Manufacturing production posted its fastest growth in two years, with firms linking improved output with recovering market conditions following the COVID-19 lockdown.
Mirroring the trend seen in output, the latest survey data pointed to a second successive expansion in new orders in the Canadian manufacturing sector. Foreign demand also improved, ending a five-month span of falling new export orders.
The latest expansion in payroll numbers was the fastest since January 2019, with survey respondents signalling efforts to alleviate capacity constraints after a rebound in new orders.
Backlogs of work increased for the first time since February 2019, a sign of growing demand and insufficient capacity for completing outstanding business.
“That said, it was not all positive in August, delivery times lengthened at another marked rate amid ongoing COVID-19 disruption, while there were signs of building inflationary pressures,” Patel said.
Intense supply chain pressures continued in August, with longer delivery times for purchased items.
Despite two consecutive months of rising new orders, market uncertainty continued to weigh on stocks of purchases, but the rate of contraction was modest.
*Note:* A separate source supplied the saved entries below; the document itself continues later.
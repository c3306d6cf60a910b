//! Generation Orchestrator
//!
//! Turns one user action (prompt, optional input images, output mode and
//! tuning parameters) into a stream of [`GenerationResult`] events by
//! composing a content-addressed cache, a priority scheduler, a retry engine
//! guarded by a circuit breaker, and a device-aware capability adapter around
//! a pluggable [`RemoteGenerationEndpoint`].
//!
//! # Architecture
//!
//! - **GenerationOrchestrator**: request driver and public entry point
//! - **GenerationCache**: bounded LRU stores for images and texts
//! - **PriorityScheduler**: bounded task pool with priority queueing
//! - **RetryEngine**: exponential backoff with jitter, per-kind abort rules
//! - **CircuitBreaker**: Closed / Open / HalfOpen failure gate
//! - **DeviceCapabilityAdapter**: tiering from memory, cores and thermals
//! - **TelemetryRecorder**: request, cache and frame counters
//!
//! # Usage
//!
//! ```no_run
//! use futures::StreamExt;
//! use orchestrator::{GenerationOrchestrator, GenerationRequest, OutputMode};
//! # use orchestrator::RemoteGenerationEndpoint;
//! # use std::sync::Arc;
//!
//! # async fn run(endpoint: Arc<dyn RemoteGenerationEndpoint>) -> anyhow::Result<()> {
//! let orchestrator = GenerationOrchestrator::builder(endpoint).build();
//!
//! let request = GenerationRequest::new(
//!     "a lighthouse at dusk",
//!     vec![],
//!     OutputMode::Combined,
//!     Default::default(),
//! )?;
//!
//! let mut events = orchestrator.generate_content(request);
//! while let Some(event) = events.next().await {
//!     println!("{:?}", event);
//! }
//! # Ok(())
//! # }
//! ```

pub mod cache;
pub mod endpoint;
pub mod orchestrator;
pub mod reliability;
pub mod resources;
pub mod scheduler;
pub mod settings;
pub mod telemetry;
pub mod types;

pub use cache::{BoundedLru, CacheConfig, CacheStats, GenerationCache};
pub use endpoint::{RemoteError, RemoteGenerationEndpoint, RemoteResult};
pub use orchestrator::{GenerationOrchestrator, OrchestratorBuilder};
pub use reliability::{
    CircuitBreaker, CircuitBreakerConfig, CircuitBreakerState, CircuitBreakerStats, RetryConfig,
    RetryEngine, RetryError, RetryOutcome,
};
pub use resources::{
    DeviceCapabilities, DeviceCapabilityAdapter, FixedSignalSource, PerformanceTier,
    SignalSource, SysinfoSignalSource, ThermalState,
};
pub use scheduler::{PriorityScheduler, QueueStats, SchedulerError, TaskHandle, TaskPriority};
pub use settings::{InMemorySettingsStore, SettingsStore};
pub use telemetry::{CacheStore, RequestRecord, TelemetryConfig, TelemetryRecorder, TelemetryReport};
pub use types::{
    GeneratedText, GenerationParameters, GenerationRequest, GenerationResult, ImageData,
    OutputMode, OutputStyle, RequestKind,
};

pub use common::{ErrorKind, GenerationError, OrchestratorSettings};

#[cfg(test)]
pub(crate) mod test_support {
    use crate::types::ImageData;

    /// Single-colour RGBA image.
    pub fn solid_image(width: u32, height: u32, rgba: [u8; 4]) -> ImageData {
        ImageData::from_rgba(width, height, rgba.repeat((width * height) as usize))
            .expect("pixel buffer matches dimensions")
    }
}
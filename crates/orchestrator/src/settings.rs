//! User settings seam
//!
//! Persistence is external; the orchestrator only reads the API key through
//! this trait.

use parking_lot::RwLock;
use std::collections::HashMap;

pub const API_KEY: &str = "api_key";

#[cfg_attr(test, mockall::automock)]
pub trait SettingsStore: Send + Sync {
    fn get(&self, key: &str) -> Option<String>;
    fn set(&self, key: &str, value: &str);
    fn remove(&self, key: &str);
}

/// Non-empty API key from `store`, if one is configured.
pub fn api_key(store: &dyn SettingsStore) -> Option<String> {
    store
        .get(API_KEY)
        .map(|value| value.trim().to_string())
        .filter(|value| !value.is_empty())
}

#[derive(Debug, Default)]
pub struct InMemorySettingsStore {
    values: RwLock<HashMap<String, String>>,
}

impl InMemorySettingsStore {
    pub fn new() -> Self {
        Self::default()
    }

    pub fn with_api_key(key: &str) -> Self {
        let store = Self::new();
        store.set(API_KEY, key);
        store
    }
}

impl SettingsStore for InMemorySettingsStore {
    fn get(&self, key: &str) -> Option<String> {
        self.values.read().get(key).cloned()
    }

    fn set(&self, key: &str, value: &str) {
        self.values.write().insert(key.to_string(), value.to_string());
    }

    fn remove(&self, key: &str) {
        self.values.write().remove(key);
    }
}
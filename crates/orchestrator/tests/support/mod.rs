#![allow(dead_code)]
//! Shared fixtures for the integration tests

use async_trait::async_trait;
use orchestrator::{
    ErrorKind, GeneratedText, GenerationRequest, ImageData, OrchestratorSettings, OutputMode,
    RemoteError, RemoteGenerationEndpoint, RemoteResult,
};
use std::sync::atomic::{AtomicU32, Ordering};
use std::time::Duration;

/// What a stubbed remote call does
#[derive(Debug, Clone, Copy, PartialEq)]
pub enum Behavior {
    Succeed,
    Empty,
    Fail(ErrorKind),
}

/// Endpoint double that counts calls and answers from a fixed script.
pub struct StubEndpoint {
    pub image: Behavior,
    pub text: Behavior,
    pub latency: Duration,
    pub image_calls: AtomicU32,
    pub text_calls: AtomicU32,
    pub combined_calls: AtomicU32,
}

impl StubEndpoint {
    pub fn new(image: Behavior, text: Behavior) -> Self {
        Self {
            image,
            text,
            latency: Duration::ZERO,
            image_calls: AtomicU32::new(0),
            text_calls: AtomicU32::new(0),
            combined_calls: AtomicU32::new(0),
        }
    }

    pub fn healthy() -> Self {
        Self::new(Behavior::Succeed, Behavior::Succeed)
    }

    pub fn with_latency(mut self, latency: Duration) -> Self {
        self.latency = latency;
        self
    }

    pub fn image_calls(&self) -> u32 {
        self.image_calls.load(Ordering::SeqCst)
    }

    pub fn text_calls(&self) -> u32 {
        self.text_calls.load(Ordering::SeqCst)
    }

    async fn answer<T>(&self, behavior: Behavior, value: impl FnOnce() -> T) -> RemoteResult<T> {
        if !self.latency.is_zero() {
            tokio::time::sleep(self.latency).await;
        }
        match behavior {
            Behavior::Succeed => Ok(Some(value())),
            Behavior::Empty => Ok(None),
            Behavior::Fail(kind) => Err(RemoteError::new(kind, "stubbed failure")),
        }
    }
}

#[async_trait]
impl RemoteGenerationEndpoint for StubEndpoint {
    async fn generate_image(
        &self,
        _prompt: &str,
        _images: &[ImageData],
        _temperature: f32,
    ) -> RemoteResult<ImageData> {
        self.image_calls.fetch_add(1, Ordering::SeqCst);
        self.answer(self.image, || solid_image(16, 12, [200, 80, 40, 255]))
            .await
    }

    async fn generate_text(
        &self,
        prompt: &str,
        _images: &[ImageData],
        _temperature: f32,
    ) -> RemoteResult<GeneratedText> {
        self.text_calls.fetch_add(1, Ordering::SeqCst);
        let content = format!("A description of {}", prompt);
        self.answer(self.text, || GeneratedText::new(content)).await
    }

    async fn generate_combined(
        &self,
        _prompt: &str,
        _images: &[ImageData],
        _temperature: f32,
    ) -> RemoteResult<(Option<ImageData>, Option<GeneratedText>)> {
        self.combined_calls.fetch_add(1, Ordering::SeqCst);
        let image = (self.image == Behavior::Succeed).then(|| solid_image(16, 12, [0, 0, 0, 255]));
        let text = (self.text == Behavior::Succeed).then(|| GeneratedText::new("combined"));
        self.answer(Behavior::Succeed, || (image, text)).await
    }
}

pub fn solid_image(width: u32, height: u32, rgba: [u8; 4]) -> ImageData {
    ImageData::from_rgba(width, height, rgba.repeat((width * height) as usize))
        .expect("pixel buffer matches dimensions")
}

/// Defaults with millisecond backoff so retries do not slow the suite down.
pub fn fast_settings() -> OrchestratorSettings {
    let mut settings = OrchestratorSettings::default();
    settings.retry.initial_delay_ms = 1;
    settings.retry.max_delay_ms = 4;
    settings.retry.max_jitter_ms = 0;
    settings
}

pub fn request(prompt: &str, mode: OutputMode) -> GenerationRequest {
    GenerationRequest::new(prompt, vec![], mode, Default::default()).expect("valid request")
}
Stocks of finished goods were also depleted, as capacity pressures forced firms to tap into inventory to fulfil orders.
Input cost inflation accelerated its fastest for 19 months, driven up by increased raw material costs. Canadian manufacturers have so far been able to pass this cost burdens to clients through higher factory gate charges. The rise in selling prices was the third in the past four months, and the fastest since April 2019.